Frontière intercoréenne: la biodiversité menacée par l'homme et... la paix
JEJU (Corée du Sud), 09 sept 2012 (AFP) - La zone sauvage située sur la frontière intercoréenne, no man's land abritant de nombreuses espèces animales et végétales, souvent rares et endémiques, est menacée par le développement économique et les perspectives de paix - encore lointaines - sur la péninsule.

Qualifiée par l'ancien président américain Bill Clinton d'"endroit le plus effrayant sur terre", la frontière intercoréenne est une bande de terre de 4 km de large et 248 km de long qui consacre depuis la fin de la Guerre de Corée (1950-53) la partition entre le Nord communiste et le Sud capitaliste.

Hyper militarisée, sécurisée par un mur de fils barbelés, un tapis de mines et des milliers de soldats de part et d'autre, elle est paradoxalement appelée "zone démilitarisée" (DMZ).

Cette dernière frontière de la Guerre Froide, inhabitée depuis 60 ans, à la fois inculte et fertile, a permis la prolifération d'une faune et d'une flore exceptionnelles sur près de 3.000 km2 de montagnes, de prairies et de marais.

Un total de 2.716 espèces animales et végétales y sont recensées, sangliers, martres, oiseaux, reptiles et amphibiens, et parmi elles 82 espèces menacées, comme le cerf porte-musc, la grue du Japon et le léopard de l'Amour.

Mais des experts réunis du 6 au 15 septembre au congrès mondial de l'Union internationale pour la conservation de la nature à Jeju en Corée du Sud ont souligné à quel point l'écosystème de la DMZ est fragile.

"La DMZ est impressionnante en terme de biodiversité de son écosystème due à son isolement et l'absence d'impact humain", a relevé Uwe Riecken, responsable de la protection du biotope à l'Agence fédérale allemande pour la protection de la nature.

"Mais elle a devant elle des menaces potentielles liées au fait qu'elle pourrait être plus facile d'accès à l'avenir, y compris pour servir au développement" économique en particulier en Corée du Nord, a-t-il averti.

La menace la plus immédiate concerne une "zone civile" le long de la frontière où les cultures s'étendaient à perte de vue avant la guerre.

Après des décennies de friche, la surface agricole et maraîchère ne cesse de s'y accroître, "ce qui modifie l'habitat des animaux sauvages et de la végétation", s'est alarmé Park Eun-Jin, environmentaliste à l'institut de recherche sud-coréen Gyeonggi.

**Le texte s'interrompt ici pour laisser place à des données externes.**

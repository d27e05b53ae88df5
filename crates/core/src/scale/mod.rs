//! Device-relative scale factors.
//!
//! A design is authored against a reference width (and optionally height).
//! The ratio between the actual viewport and that reference is clamped into
//! a dimension range to give `dimen_scale`. Fonts follow a dampened curve:
//!
//! ```text
//!   dimen_scale >= 1  ─▶  font_scale = min(dimen_scale, font_range.max)
//!   dimen_scale <  1  ─▶  font_scale = max(dimen_scale², font_range.min)
//! ```
//!
//! so text grows no faster than layout on large screens and shrinks
//! quadratically (but never below the floor) on small ones.

pub mod ext;
pub mod scaler;

use scaled_protocol::ViewportSize;
use serde::{Deserialize, Serialize};

pub use ext::Scalable;
pub use scaler::Scaler;

pub const DEFAULT_DESIGN_WIDTH: f64 = 375.0;
pub const DEFAULT_FONT_SIZE: f64 = 12.0;
pub const DEFAULT_DIMEN_RANGE: ScaleRange = ScaleRange { min: 0.5, max: 1.5 };
pub const DEFAULT_FONT_RANGE: ScaleRange = ScaleRange { min: 0.75, max: 1.3 };

/// Products within this distance above an integer are treated as that
/// integer before ceiling, so `10.0 * 1.1` scales to 11 and not 12.
const CEIL_TOLERANCE: f64 = 1e-9;

/// Inclusive clamp bounds for a scale factor.
#[derive(Debug, Clone, Copy, PartialEq, Serialize, Deserialize)]
pub struct ScaleRange {
    pub min: f64,
    pub max: f64,
}

impl ScaleRange {
    /// Builds a range, swapping the bounds if given in the wrong order.
    pub fn new(a: f64, b: f64) -> Self {
        if a <= b {
            Self { min: a, max: b }
        } else {
            Self { min: b, max: a }
        }
    }

    pub fn is_ordered(&self) -> bool {
        self.min <= self.max
    }

    pub fn contains(&self, value: f64) -> bool {
        value >= self.min && value <= self.max
    }

    pub fn clamp(&self, value: f64) -> f64 {
        clamp(value, self.min, self.max)
    }
}

/// Scaling configuration. Every field has a default, so a config file only
/// needs to name what it changes.
#[derive(Debug, Clone, PartialEq, Serialize, Deserialize)]
#[serde(default)]
pub struct ScaleConfig {
    pub design_width: f64,
    /// When set, the ratio is taken along the diagonal instead of the short
    /// side, and per-axis factors are reported as well.
    pub design_height: Option<f64>,
    pub dimen_scale_range: ScaleRange,
    pub font_scale_range: ScaleRange,
    pub default_font_size: f64,
}

impl Default for ScaleConfig {
    fn default() -> Self {
        Self {
            design_width: DEFAULT_DESIGN_WIDTH,
            design_height: None,
            dimen_scale_range: DEFAULT_DIMEN_RANGE,
            font_scale_range: DEFAULT_FONT_RANGE,
            default_font_size: DEFAULT_FONT_SIZE,
        }
    }
}

impl ScaleConfig {
    pub fn with_design_size(design_width: f64, design_height: Option<f64>) -> Self {
        Self {
            design_width,
            design_height,
            ..Self::default()
        }
    }
}

/// Factors derived from a viewport and a [`ScaleConfig`].
#[derive(Debug, Clone, Copy, PartialEq, Serialize, Deserialize)]
pub struct ScaleFactors {
    /// Unclamped viewport / design ratio.
    pub dimen_ratio: f64,
    pub dimen_scale: f64,
    pub font_scale: f64,
    pub width_scale: Option<f64>,
    pub height_scale: Option<f64>,
}

impl ScaleFactors {
    /// Factors that leave every value unchanged.
    pub const IDENTITY: ScaleFactors = ScaleFactors {
        dimen_ratio: 1.0,
        dimen_scale: 1.0,
        font_scale: 1.0,
        width_scale: None,
        height_scale: None,
    };

    pub fn scaled(&self, value: f64) -> f64 {
        ceil_px(value * self.dimen_scale)
    }

    pub fn font_scaled(&self, value: f64) -> f64 {
        ceil_px(value * self.font_scale)
    }

    /// Scale a horizontal measurement. Falls back to `dimen_scale` when no
    /// design height was configured.
    pub fn width_scaled(&self, value: f64) -> f64 {
        ceil_px(value * self.width_scale.unwrap_or(self.dimen_scale))
    }

    pub fn height_scaled(&self, value: f64) -> f64 {
        ceil_px(value * self.height_scale.unwrap_or(self.dimen_scale))
    }
}

/// Compute the scale factors for `viewport` under `config`.
///
/// A non-positive design dimension produces a degenerate (infinite or NaN)
/// ratio; callers loading untrusted configs should run
/// [`crate::config::validate`] first.
pub fn compute_factors(viewport: ViewportSize, config: &ScaleConfig) -> ScaleFactors {
    let dimen_range = config.dimen_scale_range;

    let (dimen_ratio, width_scale, height_scale) = match config.design_height {
        Some(design_height) => {
            let design_diagonal = config.design_width.hypot(design_height);
            (
                viewport.diagonal() / design_diagonal,
                Some(dimen_range.clamp(viewport.min_side() / config.design_width)),
                Some(dimen_range.clamp(viewport.max_side() / design_height)),
            )
        }
        None => (viewport.min_side() / config.design_width, None, None),
    };

    let dimen_scale = dimen_range.clamp(dimen_ratio);
    let font_scale = font_scale_for(dimen_scale, config.font_scale_range);

    ScaleFactors {
        dimen_ratio,
        dimen_scale,
        font_scale,
        width_scale,
        height_scale,
    }
}

pub fn font_scale_for(dimen_scale: f64, font_range: ScaleRange) -> f64 {
    if dimen_scale >= 1.0 {
        dimen_scale.min(font_range.max)
    } else {
        (dimen_scale * dimen_scale).max(font_range.min)
    }
}

/// Like `f64::clamp`, but does not panic when `min > max` or a bound is NaN.
pub fn clamp(value: f64, min: f64, max: f64) -> f64 {
    if value < min {
        min
    } else if value > max {
        max
    } else {
        value
    }
}

pub(crate) fn ceil_px(value: f64) -> f64 {
    (value - CEIL_TOLERANCE).ceil()
}
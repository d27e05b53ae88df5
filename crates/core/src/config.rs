//! Loading [`ScaleConfig`] from `scale.json`.
//!
//! Lookup order: an explicit path, then `$XDG_CONFIG_HOME/scaled/scale.json`,
//! then `$HOME/.config/scaled/scale.json`. Every key in the file is optional.

use std::path::{Path, PathBuf};

use thiserror::Error;

use crate::scale::{ScaleConfig, ScaleRange};

const APP_DIR: &str = "scaled";
const CONFIG_FILE: &str = "scale.json";

#[derive(Debug, Error)]
pub enum ConfigError {
    #[error("failed to read {path}: {source}")]
    Io {
        path: PathBuf,
        #[source]
        source: std::io::Error,
    },
    #[error("failed to parse {path}: {source}")]
    Parse {
        path: PathBuf,
        #[source]
        source: serde_json::Error,
    },
    #[error("invalid config: {0}")]
    Invalid(#[from] InvalidConfig),
}

#[derive(Debug, Clone, PartialEq, Error)]
pub enum InvalidConfig {
    #[error("design_width must be positive, got {0}")]
    DesignWidth(f64),
    #[error("design_height must be positive, got {0}")]
    DesignHeight(f64),
    #[error("{name} has min {min} greater than max {max}")]
    InvertedRange {
        name: &'static str,
        min: f64,
        max: f64,
    },
    #[error("{name} bounds must be positive and finite")]
    NonPositiveRange { name: &'static str },
    #[error("default_font_size must be positive, got {0}")]
    DefaultFontSize(f64),
}

/// Check the invariants [`crate::scale::compute_factors`] relies on.
pub fn validate(config: &ScaleConfig) -> Result<(), InvalidConfig> {
    if !is_positive(config.design_width) {
        return Err(InvalidConfig::DesignWidth(config.design_width));
    }
    if let Some(height) = config.design_height
        && !is_positive(height)
    {
        return Err(InvalidConfig::DesignHeight(height));
    }
    validate_range("dimen_scale_range", config.dimen_scale_range)?;
    validate_range("font_scale_range", config.font_scale_range)?;
    if !is_positive(config.default_font_size) {
        return Err(InvalidConfig::DefaultFontSize(config.default_font_size));
    }
    Ok(())
}

fn validate_range(name: &'static str, range: ScaleRange) -> Result<(), InvalidConfig> {
    if !is_positive(range.min) || !is_positive(range.max) {
        return Err(InvalidConfig::NonPositiveRange { name });
    }
    if !range.is_ordered() {
        return Err(InvalidConfig::InvertedRange {
            name,
            min: range.min,
            max: range.max,
        });
    }
    Ok(())
}

fn is_positive(value: f64) -> bool {
    value.is_finite() && value > 0.0
}

pub fn parse_config(contents: &str, path: &Path) -> Result<ScaleConfig, ConfigError> {
    let config: ScaleConfig =
        serde_json::from_str(contents).map_err(|source| ConfigError::Parse {
            path: path.to_path_buf(),
            source,
        })?;
    validate(&config)?;
    Ok(config)
}

/// Read and validate the config at `path`. A missing file yields the
/// defaults; any other failure is returned.
pub fn load_config(path: &Path) -> Result<ScaleConfig, ConfigError> {
    match std::fs::read_to_string(path) {
        Ok(contents) => parse_config(&contents, path),
        Err(err) if err.kind() == std::io::ErrorKind::NotFound => {
            tracing::debug!(?path, "no scale config found; using defaults");
            Ok(ScaleConfig::default())
        }
        Err(source) => Err(ConfigError::Io {
            path: path.to_path_buf(),
            source,
        }),
    }
}

/// Like [`load_config`], but logs failures and falls back to defaults.
pub fn load_or_default(path: &Path) -> ScaleConfig {
    load_config(path).unwrap_or_else(|err| {
        tracing::warn!(%err, "failed to load scale config; using defaults");
        ScaleConfig::default()
    })
}

/// Resolve the config path: `explicit` if given, otherwise the XDG location.
/// `None` when neither `XDG_CONFIG_HOME` nor `HOME` is set.
pub fn config_path(explicit: Option<&Path>) -> Option<PathBuf> {
    if let Some(path) = explicit {
        return Some(path.to_path_buf());
    }
    let xdg = std::env::var_os("XDG_CONFIG_HOME").map(PathBuf::from);
    let home = std::env::var_os("HOME").map(PathBuf::from);
    default_config_path(xdg.as_deref(), home.as_deref())
}

fn default_config_path(xdg_config_home: Option<&Path>, home: Option<&Path>) -> Option<PathBuf> {
    let root = match xdg_config_home.filter(|p| !p.as_os_str().is_empty()) {
        Some(xdg) => xdg.to_path_buf(),
        None => home?.join(".config"),
    };
    Some(root.join(APP_DIR).join(CONFIG_FILE))
}
use serde::{Deserialize, Serialize};

/// Size of the host window in logical pixels (or cells, for terminal hosts).
#[derive(Debug, Clone, Copy, PartialEq, Serialize, Deserialize)]
pub struct ViewportSize {
    pub width: f64,
    pub height: f64,
}

impl ViewportSize {
    pub fn new(width: f64, height: f64) -> Self {
        Self { width, height }
    }

    /// The shorter edge. Orientation-independent, so rotating the device
    /// does not change the scale factor.
    pub fn min_side(&self) -> f64 {
        self.width.min(self.height)
    }

    pub fn max_side(&self) -> f64 {
        self.width.max(self.height)
    }

    pub fn diagonal(&self) -> f64 {
        self.width.hypot(self.height)
    }
}
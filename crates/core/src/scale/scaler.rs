use scaled_protocol::ViewportSize;

use super::{ScaleConfig, ScaleFactors, compute_factors};
use crate::host::WindowMetrics;

/// Owns the active configuration and the factors derived from it.
///
/// Build one at startup and hand it by reference to everything that scales.
/// Re-initialization takes `&mut self`.
#[derive(Debug, Clone, PartialEq)]
pub struct Scaler {
    viewport: ViewportSize,
    config: ScaleConfig,
    factors: ScaleFactors,
}

impl Scaler {
    pub fn init(viewport: ViewportSize, config: ScaleConfig) -> Self {
        let factors = compute_factors(viewport, &config);
        log_factors(viewport, &config, &factors);
        Self {
            viewport,
            config,
            factors,
        }
    }

    /// Read the window size from the host once and initialize from it.
    pub fn from_host<W: WindowMetrics + ?Sized>(host: &W, config: ScaleConfig) -> Self {
        Self::init(host.window_size(), config)
    }

    /// Replace the configuration, keeping the current viewport.
    pub fn reinit(&mut self, config: ScaleConfig) {
        self.config = config;
        self.recompute();
    }

    pub fn set_viewport(&mut self, viewport: ViewportSize) {
        if viewport == self.viewport {
            return;
        }
        self.viewport = viewport;
        self.recompute();
    }

    /// Re-read the window size from the host.
    pub fn refresh<W: WindowMetrics + ?Sized>(&mut self, host: &W) {
        self.set_viewport(host.window_size());
    }

    fn recompute(&mut self) {
        self.factors = compute_factors(self.viewport, &self.config);
        log_factors(self.viewport, &self.config, &self.factors);
    }

    pub fn viewport(&self) -> ViewportSize {
        self.viewport
    }

    pub fn config(&self) -> &ScaleConfig {
        &self.config
    }

    pub fn factors(&self) -> &ScaleFactors {
        &self.factors
    }

    pub fn dimen_scale(&self) -> f64 {
        self.factors.dimen_scale
    }

    pub fn font_scale(&self) -> f64 {
        self.factors.font_scale
    }

    pub fn default_font_size(&self) -> f64 {
        self.config.default_font_size
    }

    pub fn scaled(&self, value: f64) -> f64 {
        self.factors.scaled(value)
    }

    pub fn font_scaled(&self, value: f64) -> f64 {
        self.factors.font_scaled(value)
    }
}

impl Default for Scaler {
    /// Default config on a viewport exactly the default design width wide.
    fn default() -> Self {
        let config = ScaleConfig::default();
        let viewport = ViewportSize::new(config.design_width, config.design_width);
        Self::init(viewport, config)
    }
}

fn log_factors(viewport: ViewportSize, config: &ScaleConfig, factors: &ScaleFactors) {
    tracing::debug!(
        viewport.width,
        viewport.height,
        config.design_width,
        design_height = ?config.design_height,
        dimen_ratio = factors.dimen_ratio,
        dimen_scale = factors.dimen_scale,
        font_scale = factors.font_scale,
        "scale factors computed"
    );
    if !factors.dimen_ratio.is_finite() {
        tracing::warn!(
            config.design_width,
            "degenerate scale factor; design dimensions must be positive"
        );
    }
}
mod app;
mod renderer;

use std::path::PathBuf;

use anyhow::{Context, Result};
use scaled_core::{WindowMetrics, config};
use scaled_protocol::ViewportSize;
use tracing_subscriber::EnvFilter;

/// Logical pixels per terminal cell when previewing the terminal itself.
const CELL_WIDTH_PX: f64 = 8.0;
const CELL_HEIGHT_PX: f64 = 16.0;

/// The terminal window, measured in approximate logical pixels.
struct TerminalWindow;

impl WindowMetrics for TerminalWindow {
    fn window_size(&self) -> ViewportSize {
        let (cols, rows) = crossterm::terminal::size().unwrap_or_else(|err| {
            tracing::warn!(%err, "failed to query terminal size; assuming 80x24");
            (80, 24)
        });
        ViewportSize::new(
            f64::from(cols) * CELL_WIDTH_PX,
            f64::from(rows) * CELL_HEIGHT_PX,
        )
    }
}

fn main() -> Result<()> {
    tracing_subscriber::fmt()
        .with_env_filter(
            EnvFilter::try_from_default_env().unwrap_or_else(|_| EnvFilter::new("warn")),
        )
        .with_writer(std::io::stderr)
        .init();

    let explicit = std::env::args().nth(1).map(PathBuf::from);
    let scale_config = match explicit {
        Some(path) => config::load_config(&path)
            .with_context(|| format!("loading {}", path.display()))?,
        None => config::config_path(None)
            .map(|path| config::load_or_default(&path))
            .unwrap_or_default(),
    };

    let state = app::PreviewState::new(scale_config);
    renderer::run_preview(state, &TerminalWindow)
}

"La pression du développement économique intercoréen dans la région va aussi poser la question de savoir comment assurer l'équilibre entre développement et préservation" des espaces sauvages", a-t-il ajouté.

La construction de canaux et de routes seraient catastrophiques pour les amphibiens, les reptiles et les oiseaux notamment, selon lui, et les deux Corées doivent impérativement s'entendre afin de limiter les effets néfastes du repeuplement de la zone ou de l'intensification de son exploitation agricole et industrielle.

Jeong Hoi-Seong, président de l'Institut sud-coréen pour l'Environnement et la Civilisation, estime que la Corée du Nord, peu sensibilisée aux enjeux écologiques, devrait recevoir des "incitations économiques" censées garantir sa coopération.

Selon M. Jeong, "le Sud doit trouver un moyen d'associer bénéfices économiques et coopération environnementale parce que l'environnement n'est pas la priorité de la Corée du Nord", ruinée par son isolement, une politique économique calamiteuse et des catastrophes naturelles.

La Corée du Sud a demandé à l'Unesco le classement de la DMZ en biosphère mondiale, pour l'instant en vain, l'organisation des Nations unies évoquant les trop grandes incertitudes territoriales.

"Mais il y a de bonnes chances à long terme - une fois les parties tombées d'accord - que la DMZ, symbole de confrontation, devienne un pont (...) et le meilleur exemple pour la préservation de la biodiversité", a déclaré Han Qunli, directeur général de l'Unesco chargé des sciences naturelles.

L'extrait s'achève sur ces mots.